我们在一个年龄、性别和糖耐量分层的随机样本中,研究了50 - 74岁白种人群中外周动脉疾病与血糖水平之间的横断面关联。接受口服降糖药或胰岛素治疗的受试者被归类为患有已知糖尿病(KDM)(n = 67)。使用两种口服葡萄糖耐量试验,并根据世界卫生组织标准,将所有其他参与者分为糖耐量正常(NGT)(n = 288)、糖耐量受损(IGT)(n = 170)或糖尿病(NDM)(n = 106)。在NGT、IGT、NDM和KDM受试者中,踝臂压力指数小于0.90的患病率分别为7.0%、9.5%、15.1%和20.9%(线性趋势的卡方检验:p < 0.01)。在这些类别中,任何外周动脉疾病(踝臂压力指数< 0.90、至少一条单相或无多普勒血流曲线或血管手术)的患病率分别为18.1%、22.4%、29.2%和41.8%(线性趋势的卡方检验:p < 0.0001)。
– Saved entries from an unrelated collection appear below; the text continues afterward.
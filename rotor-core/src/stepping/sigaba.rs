//! SIGABA multi-bank motion: control rotors drive cipher rotors through
//! the index bank.

use super::{RotorSlot, check_slot_index};
use crate::error::{CipherError, Result};
use crate::rotor::PositionBank;

/// Control-bank position at which a wheel carries into its neighbor
/// (the letter `O` on a 26-contact wheel).
const CONTROL_TRIGGER: usize = 14;

/// The four always-energized control-bank inputs (`F` through `I`).
const STEP_INPUTS: [usize; 4] = [5, 6, 7, 8];

/// CSP-889 grouping of control-bank outputs onto index-bank contacts.
const DEFAULT_SELECTOR: [usize; 26] = [
    9, 1, 2, 2, 2, 3, 3, 3, 4, 4, 4, 5, 5, 5, 5, 6, 6, 6, 6, 6, 7, 7, 7, 7, 7, 7,
];

/// SIGABA driver/cipher/index motion.
///
/// Each cycle runs a three-stage pipeline: the control bank steps under
/// odometer-like rules, four energized inputs are threaded through the
/// control stack, the resulting output pattern is grouped through the
/// selector onto the index bank, and the index outputs, taken in pairs,
/// form the advance mask for the cipher bank. Between one and four cipher
/// rotors move on every symbol.
#[derive(Debug, Clone)]
pub struct SigabaGear {
    cipher: Vec<usize>,
    control: Vec<usize>,
    index: Vec<usize>,
    selector: Vec<usize>,
}

impl SigabaGear {
    /// Names the cipher, control and index bank slots, five each, using
    /// the historical CSP-889 selector grouping.
    #[must_use]
    pub fn new(cipher: Vec<usize>, control: Vec<usize>, index: Vec<usize>) -> Self {
        Self::with_selector(cipher, control, index, DEFAULT_SELECTOR.to_vec())
    }

    /// As [`SigabaGear::new`] with an explicit selector table mapping each
    /// control-bank output contact onto an index-bank contact.
    #[must_use]
    pub fn with_selector(
        cipher: Vec<usize>,
        control: Vec<usize>,
        index: Vec<usize>,
        selector: Vec<usize>,
    ) -> Self {
        SigabaGear {
            cipher,
            control,
            index,
            selector,
        }
    }

    pub(super) fn validate(&self, slots: &[RotorSlot]) -> Result<()> {
        if self.cipher.len() != 5 || self.control.len() != 5 || self.index.len() != 5 {
            return Err(CipherError::Configuration(
                "sigaba needs five cipher, five control and five index slots".to_string(),
            ));
        }
        for &slot in self.cipher.iter().chain(&self.control).chain(&self.index) {
            check_slot_index(slots, slot, "sigaba")?;
        }
        let contact_size = slots[self.control[0]].rotor().size();
        if contact_size <= STEP_INPUTS[3] {
            return Err(CipherError::Configuration(format!(
                "control rotors of size {contact_size} cannot carry the stepping inputs"
            )));
        }
        for &slot in self.cipher.iter().chain(&self.control) {
            if slots[slot].rotor().size() != contact_size {
                return Err(CipherError::Configuration(
                    "sigaba cipher and control rotors must share one size".to_string(),
                ));
            }
        }
        if self.selector.len() != contact_size {
            return Err(CipherError::Configuration(format!(
                "sigaba selector covers {} contacts, control rotors have {contact_size}",
                self.selector.len()
            )));
        }
        let index_size = slots[self.index[0]].rotor().size();
        for &slot in &self.index {
            if slots[slot].rotor().size() != index_size {
                return Err(CipherError::Configuration(
                    "sigaba index rotors must share one size".to_string(),
                ));
            }
        }
        for &contact in &self.selector {
            if contact >= index_size {
                return Err(CipherError::Configuration(format!(
                    "selector contact {contact} exceeds index rotor size {index_size}"
                )));
            }
        }
        if index_size > 2 * self.cipher.len() {
            return Err(CipherError::Configuration(
                "index outputs do not pair onto the cipher bank".to_string(),
            ));
        }
        Ok(())
    }

    pub(super) fn step(&self, slots: &[RotorSlot], bank: &mut PositionBank) {
        // Stage 1: step the control bank. The middle wheel is the fast one;
        // its neighbors carry when the faster wheel leaves the trigger
        // position. The two outermost control wheels never move.
        let fast = slots[self.control[2]].rotor().cell();
        let medium = slots[self.control[3]].rotor().cell();
        let slow = slots[self.control[1]].rotor().cell();

        let carry_medium = bank.get(fast) == CONTROL_TRIGGER;
        let carry_slow = carry_medium && bank.get(medium) == CONTROL_TRIGGER;
        bank.advance(fast);
        if carry_medium {
            bank.advance(medium);
        }
        if carry_slow {
            bank.advance(slow);
        }

        // Stage 2 and 3: thread the energized inputs through the control
        // stack, group the outputs onto the index bank, pair the index
        // outputs into the cipher advance mask.
        let mut mask = vec![false; self.cipher.len()];
        for input in STEP_INPUTS {
            let mut contact = input;
            for &slot in self.control.iter().rev() {
                contact = slots[slot].rotor().encrypt(bank, contact);
            }
            let mut index_contact = self.selector[contact];
            for &slot in &self.index {
                index_contact = slots[slot].rotor().encrypt(bank, index_contact);
            }
            mask[index_contact / 2] = true;
        }

        // Stage 4: apply the mask to the cipher bank.
        for (&slot, stepped) in self.cipher.iter().zip(mask) {
            if stepped {
                bank.advance(slots[slot].rotor().cell());
            }
        }
    }
}
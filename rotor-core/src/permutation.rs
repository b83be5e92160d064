// File:    permutation.rs
// Date:    2026-05-11
//
// Description: Bijective wiring permutations, the cryptographic primitive behind every rotor, reflector and plugboard.
//
// License:
// This project is licensed under the terms of the GNU AGPLv3 license.
// See the LICENSE.md file in the project root for full license information.

//! Bijective mappings over `0..n`, kept as a forward table and its
//! functional inverse in lockstep.

use rand::TryRngCore;

use crate::error::{CipherError, Result};

/// A bijective mapping over the contacts `0..n` of one wired disc.
///
/// Both lookup directions are table-backed; every mutation keeps the two
/// tables consistent, so `forward[inverse[i]] == i` holds at all times.
#[derive(Debug, Clone, PartialEq, Eq)]
pub struct Permutation {
    forward: Vec<usize>,
    inverse: Vec<usize>,
}

impl Permutation {
    /// Builds a permutation from an explicit image array.
    ///
    /// Values are taken mod `image.len()`. This is the historical, lenient
    /// entry point: an image with duplicates produces a table that is not a
    /// bijection, and that is the caller's responsibility to avoid. Use
    /// [`Permutation::new_checked`] when the data crosses a trust boundary.
    #[must_use]
    pub fn new(image: &[usize]) -> Self {
        let n = image.len();
        let mut forward = vec![0; n];
        let mut inverse = vec![0; n];
        for (slot, &value) in image.iter().enumerate() {
            let value = value % n;
            forward[slot] = value;
            inverse[value] = slot;
        }
        Permutation { forward, inverse }
    }

    /// Builds a permutation from an image array, rejecting malformed data.
    ///
    /// # Errors
    ///
    /// Returns [`CipherError::NotBijective`] if the image contains an
    /// out-of-range or duplicate value.
    pub fn new_checked(image: &[usize]) -> Result<Self> {
        let n = image.len();
        let mut seen = vec![false; n];
        for &value in image {
            if value >= n || seen[value] {
                return Err(CipherError::NotBijective(n));
            }
            seen[value] = true;
        }
        Ok(Self::new(image))
    }

    /// The identity permutation over `0..n`.
    #[must_use]
    pub fn identity(n: usize) -> Self {
        let forward: Vec<usize> = (0..n).collect();
        Permutation {
            inverse: forward.clone(),
            forward,
        }
    }

    /// Number of contacts this permutation maps.
    #[must_use]
    pub fn size(&self) -> usize {
        self.forward.len()
    }

    /// Maps `x` through the forward table.
    ///
    /// # Panics
    ///
    /// Panics if `x >= self.size()`; symbols outside the alphabet are a
    /// caller error.
    #[must_use]
    pub fn encrypt(&self, x: usize) -> usize {
        self.forward[x]
    }

    /// Maps `x` through the inverse table.
    ///
    /// # Panics
    ///
    /// Panics if `x >= self.size()`.
    #[must_use]
    pub fn decrypt(&self, x: usize) -> usize {
        self.inverse[x]
    }

    /// Applies transpositions of output positions in place.
    ///
    /// Each pair `(a, b)` swaps which inputs produce the outputs `a` and
    /// `b`. Both tables are updated per pair, so the bijection invariant
    /// holds after every call, under arbitrary interleaving.
    pub fn modify(&mut self, swaps: &[(usize, usize)]) {
        for &(a, b) in swaps {
            let pre_a = self.inverse[a];
            let pre_b = self.inverse[b];
            self.forward[pre_a] = b;
            self.forward[pre_b] = a;
            self.inverse.swap(a, b);
        }
    }

    /// Returns a new permutation whose forward table is this one's inverse.
    #[must_use]
    pub fn get_inverse(&self) -> Self {
        Permutation {
            forward: self.inverse.clone(),
            inverse: self.forward.clone(),
        }
    }

    /// Reinterprets the wiring as connected the other way around, in O(1),
    /// by swapping the two internal tables.
    pub fn switch_to_inverse(&mut self) {
        std::mem::swap(&mut self.forward, &mut self.inverse);
    }

    /// Checks whether this permutation is a fixed-point-free involution.
    ///
    /// Returns the 2-cycles, each reported once with the smaller contact
    /// first, or `None` if any contact is a fixed point or the mapping is
    /// not self-inverse. Reflector and plugboard wirings are validated with
    /// this before acceptance.
    #[must_use]
    pub fn test_for_involution(&self) -> Option<Vec<(usize, usize)>> {
        let n = self.size();
        let mut cycles = Vec::with_capacity(n / 2);
        for x in 0..n {
            let y = self.forward[x];
            if y == x || self.forward[y] != x {
                return None;
            }
            if x < y {
                cycles.push((x, y));
            }
        }
        Some(cycles)
    }

    /// Draws a uniformly random permutation over `0..n`.
    ///
    /// Each contact is tagged with an independent random key and the
    /// contacts are sorted by key.
    ///
    /// # Errors
    ///
    /// Returns [`CipherError::RandomSource`] if the entropy source fails
    /// mid-draw; no partial or biased result is ever returned.
    pub fn random<R: TryRngCore>(rng: &mut R, n: usize) -> Result<Self> {
        let mut tagged: Vec<(u64, usize)> = Vec::with_capacity(n);
        for slot in 0..n {
            let key = rng
                .try_next_u64()
                .map_err(|e| CipherError::RandomSource(e.to_string()))?;
            tagged.push((key, slot));
        }
        tagged.sort_unstable();
        let image: Vec<usize> = tagged.into_iter().map(|(_, slot)| slot).collect();
        Ok(Self::new(&image))
    }

    /// Draws a random fixed-point-free involution over `0..n`, e.g. for
    /// generating plugboard or reflector wirings.
    ///
    /// # Errors
    ///
    /// Returns [`CipherError::OddInvolution`] when `n` is odd and
    /// [`CipherError::RandomSource`] on entropy failure.
    pub fn random_involution<R: TryRngCore>(rng: &mut R, n: usize) -> Result<Self> {
        if n % 2 != 0 {
            return Err(CipherError::OddInvolution(n));
        }
        let arrangement = Self::random(rng, n)?;
        let mut image = vec![0; n];
        for pair in arrangement.forward.chunks_exact(2) {
            image[pair[0]] = pair[1];
            image[pair[1]] = pair[0];
        }
        Ok(Self::new(&image))
    }
}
KDM和NDM中任何外周动脉疾病的患病率均高于NGT(分别为p < 0.03,p < 0.0001),而IGT和NGT之间未显示出统计学上的显著差异。使用踝臂压力指数标准时情况相同。逻辑回归分析表明,在校正心血管危险因素后,任何动脉疾病均与糖化血红蛋白、空腹及负荷后2小时血浆葡萄糖显著相关(比值比和95%置信区间分别为每% 1.35;1.10 - 1.65、每mmol/l 1.20;1.06 - 1.36和1.06;1.01 - 1.12),而与空腹及负荷后2小时特异性胰岛素无关。在单变量或多变量分析中,踝臂压力指数与血浆葡萄糖参数或胰岛素均无关。总之,糖耐量参数与任何外周动脉疾病独立相关,而胰岛素则不然。